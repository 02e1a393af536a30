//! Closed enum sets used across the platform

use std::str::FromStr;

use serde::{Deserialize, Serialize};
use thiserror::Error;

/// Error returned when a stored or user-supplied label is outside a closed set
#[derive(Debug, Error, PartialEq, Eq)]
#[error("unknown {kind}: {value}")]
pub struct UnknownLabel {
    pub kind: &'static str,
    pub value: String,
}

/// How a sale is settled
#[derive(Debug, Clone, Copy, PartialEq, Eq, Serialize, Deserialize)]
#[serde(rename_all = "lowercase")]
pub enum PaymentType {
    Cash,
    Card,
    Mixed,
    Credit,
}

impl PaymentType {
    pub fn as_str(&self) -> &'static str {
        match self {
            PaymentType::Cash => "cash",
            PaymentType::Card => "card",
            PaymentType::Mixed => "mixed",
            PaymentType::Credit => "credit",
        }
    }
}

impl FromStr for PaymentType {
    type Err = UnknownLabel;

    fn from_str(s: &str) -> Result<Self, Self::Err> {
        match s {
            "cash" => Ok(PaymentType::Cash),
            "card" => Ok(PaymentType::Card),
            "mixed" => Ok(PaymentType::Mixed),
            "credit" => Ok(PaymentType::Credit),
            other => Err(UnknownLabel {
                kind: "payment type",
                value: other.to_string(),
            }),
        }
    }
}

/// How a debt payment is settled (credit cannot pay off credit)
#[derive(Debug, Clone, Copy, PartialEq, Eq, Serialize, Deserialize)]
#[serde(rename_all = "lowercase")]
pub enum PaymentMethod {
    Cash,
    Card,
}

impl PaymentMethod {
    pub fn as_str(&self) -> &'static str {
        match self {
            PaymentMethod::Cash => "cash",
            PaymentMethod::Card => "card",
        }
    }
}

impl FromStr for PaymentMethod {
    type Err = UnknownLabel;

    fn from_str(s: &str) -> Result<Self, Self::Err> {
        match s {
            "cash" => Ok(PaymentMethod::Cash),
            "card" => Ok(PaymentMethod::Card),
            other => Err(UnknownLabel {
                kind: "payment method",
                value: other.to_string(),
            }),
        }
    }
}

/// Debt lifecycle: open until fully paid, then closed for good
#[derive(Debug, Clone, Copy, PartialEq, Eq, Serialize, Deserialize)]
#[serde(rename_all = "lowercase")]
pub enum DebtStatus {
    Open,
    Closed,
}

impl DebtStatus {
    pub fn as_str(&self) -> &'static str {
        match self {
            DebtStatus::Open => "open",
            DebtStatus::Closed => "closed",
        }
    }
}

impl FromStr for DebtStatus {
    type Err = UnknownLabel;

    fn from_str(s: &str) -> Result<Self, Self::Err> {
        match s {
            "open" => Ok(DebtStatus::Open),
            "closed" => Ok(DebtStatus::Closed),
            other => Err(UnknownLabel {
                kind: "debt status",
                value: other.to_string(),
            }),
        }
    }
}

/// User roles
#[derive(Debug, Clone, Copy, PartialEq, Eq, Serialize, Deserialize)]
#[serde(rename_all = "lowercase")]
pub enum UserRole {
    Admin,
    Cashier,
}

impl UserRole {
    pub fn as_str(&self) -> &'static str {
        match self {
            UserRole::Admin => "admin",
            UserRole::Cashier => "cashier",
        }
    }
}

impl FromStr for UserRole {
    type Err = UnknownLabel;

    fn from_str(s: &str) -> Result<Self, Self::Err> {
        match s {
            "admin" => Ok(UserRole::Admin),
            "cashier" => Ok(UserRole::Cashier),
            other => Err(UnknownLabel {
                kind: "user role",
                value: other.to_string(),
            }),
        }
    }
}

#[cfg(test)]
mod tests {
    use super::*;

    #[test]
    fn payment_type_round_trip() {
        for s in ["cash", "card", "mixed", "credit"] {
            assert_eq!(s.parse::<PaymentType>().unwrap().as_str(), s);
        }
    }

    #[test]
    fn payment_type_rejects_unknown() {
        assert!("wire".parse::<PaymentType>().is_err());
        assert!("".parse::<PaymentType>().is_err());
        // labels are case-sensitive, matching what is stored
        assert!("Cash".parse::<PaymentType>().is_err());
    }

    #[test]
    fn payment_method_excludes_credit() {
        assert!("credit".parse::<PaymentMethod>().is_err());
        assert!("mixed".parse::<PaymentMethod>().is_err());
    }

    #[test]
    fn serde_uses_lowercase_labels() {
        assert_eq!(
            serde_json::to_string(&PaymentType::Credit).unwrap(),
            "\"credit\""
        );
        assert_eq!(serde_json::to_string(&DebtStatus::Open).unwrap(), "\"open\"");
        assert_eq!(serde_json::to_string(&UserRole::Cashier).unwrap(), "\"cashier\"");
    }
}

· · · · · · ·

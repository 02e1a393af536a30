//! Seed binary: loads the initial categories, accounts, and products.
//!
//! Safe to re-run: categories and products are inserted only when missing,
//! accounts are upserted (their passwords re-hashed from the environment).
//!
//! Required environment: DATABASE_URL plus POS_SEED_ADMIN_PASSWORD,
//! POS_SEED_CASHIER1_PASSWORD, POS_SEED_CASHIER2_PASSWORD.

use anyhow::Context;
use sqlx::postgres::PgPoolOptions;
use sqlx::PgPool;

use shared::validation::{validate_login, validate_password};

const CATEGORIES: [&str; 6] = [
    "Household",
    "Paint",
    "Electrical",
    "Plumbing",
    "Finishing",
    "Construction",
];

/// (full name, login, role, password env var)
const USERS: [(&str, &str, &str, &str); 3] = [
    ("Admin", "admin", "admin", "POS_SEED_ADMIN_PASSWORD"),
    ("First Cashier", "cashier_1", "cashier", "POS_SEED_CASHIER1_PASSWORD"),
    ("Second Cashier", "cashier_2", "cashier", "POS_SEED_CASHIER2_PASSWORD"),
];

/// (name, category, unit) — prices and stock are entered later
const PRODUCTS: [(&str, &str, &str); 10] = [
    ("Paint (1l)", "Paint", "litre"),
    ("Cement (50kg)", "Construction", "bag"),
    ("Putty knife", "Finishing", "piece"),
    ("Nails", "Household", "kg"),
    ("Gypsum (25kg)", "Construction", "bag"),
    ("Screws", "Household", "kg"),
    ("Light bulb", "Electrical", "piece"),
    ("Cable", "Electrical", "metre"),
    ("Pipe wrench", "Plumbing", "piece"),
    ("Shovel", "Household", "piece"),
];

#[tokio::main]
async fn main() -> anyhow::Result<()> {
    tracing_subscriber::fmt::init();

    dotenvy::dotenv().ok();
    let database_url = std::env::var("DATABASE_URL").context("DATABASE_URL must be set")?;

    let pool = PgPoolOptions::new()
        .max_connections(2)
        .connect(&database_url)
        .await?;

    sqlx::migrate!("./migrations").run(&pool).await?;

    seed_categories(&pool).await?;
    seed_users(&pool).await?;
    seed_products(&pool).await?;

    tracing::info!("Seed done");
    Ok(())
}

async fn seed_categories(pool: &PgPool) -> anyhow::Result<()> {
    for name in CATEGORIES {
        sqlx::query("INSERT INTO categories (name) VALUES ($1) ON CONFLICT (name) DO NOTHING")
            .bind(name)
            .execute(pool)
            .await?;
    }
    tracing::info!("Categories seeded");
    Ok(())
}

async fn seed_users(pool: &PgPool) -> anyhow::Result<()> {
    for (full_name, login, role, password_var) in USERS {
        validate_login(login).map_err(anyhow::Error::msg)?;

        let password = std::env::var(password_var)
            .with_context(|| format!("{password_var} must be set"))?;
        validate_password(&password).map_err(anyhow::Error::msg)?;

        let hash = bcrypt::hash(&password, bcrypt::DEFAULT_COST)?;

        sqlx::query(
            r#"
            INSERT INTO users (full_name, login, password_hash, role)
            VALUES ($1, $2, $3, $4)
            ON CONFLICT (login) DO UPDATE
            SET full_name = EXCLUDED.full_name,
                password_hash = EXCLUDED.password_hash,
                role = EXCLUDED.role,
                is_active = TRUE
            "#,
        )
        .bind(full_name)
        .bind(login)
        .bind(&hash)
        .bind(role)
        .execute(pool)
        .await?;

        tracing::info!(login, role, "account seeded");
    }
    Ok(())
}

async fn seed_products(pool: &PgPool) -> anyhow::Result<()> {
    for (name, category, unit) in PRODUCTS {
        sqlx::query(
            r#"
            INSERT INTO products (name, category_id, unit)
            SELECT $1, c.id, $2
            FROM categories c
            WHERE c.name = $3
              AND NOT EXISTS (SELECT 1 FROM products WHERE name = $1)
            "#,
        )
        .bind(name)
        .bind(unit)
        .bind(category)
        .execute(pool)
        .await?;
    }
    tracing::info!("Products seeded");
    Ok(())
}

· · · · · · ·

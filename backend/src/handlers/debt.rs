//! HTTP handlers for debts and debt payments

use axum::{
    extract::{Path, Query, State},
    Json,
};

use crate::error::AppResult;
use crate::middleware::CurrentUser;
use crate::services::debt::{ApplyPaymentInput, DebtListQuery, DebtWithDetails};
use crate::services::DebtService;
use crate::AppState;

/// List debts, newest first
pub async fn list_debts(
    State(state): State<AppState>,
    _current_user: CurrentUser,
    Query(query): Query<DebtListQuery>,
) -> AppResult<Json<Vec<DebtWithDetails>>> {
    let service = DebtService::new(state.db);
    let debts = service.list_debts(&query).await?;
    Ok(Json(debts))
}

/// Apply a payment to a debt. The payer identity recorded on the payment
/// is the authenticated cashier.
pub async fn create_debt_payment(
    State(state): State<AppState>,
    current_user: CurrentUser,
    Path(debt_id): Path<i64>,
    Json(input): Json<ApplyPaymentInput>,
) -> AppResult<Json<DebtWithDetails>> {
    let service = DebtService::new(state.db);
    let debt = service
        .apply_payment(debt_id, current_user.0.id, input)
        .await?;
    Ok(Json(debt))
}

· · · · · · ·

TASK TO COMPLETE
Write out every line of the preceding listing that contains "Finishing".

SOLUTION FOR THIS TASK
    "Finishing",
    ("Putty knife", "Finishing", "piece"),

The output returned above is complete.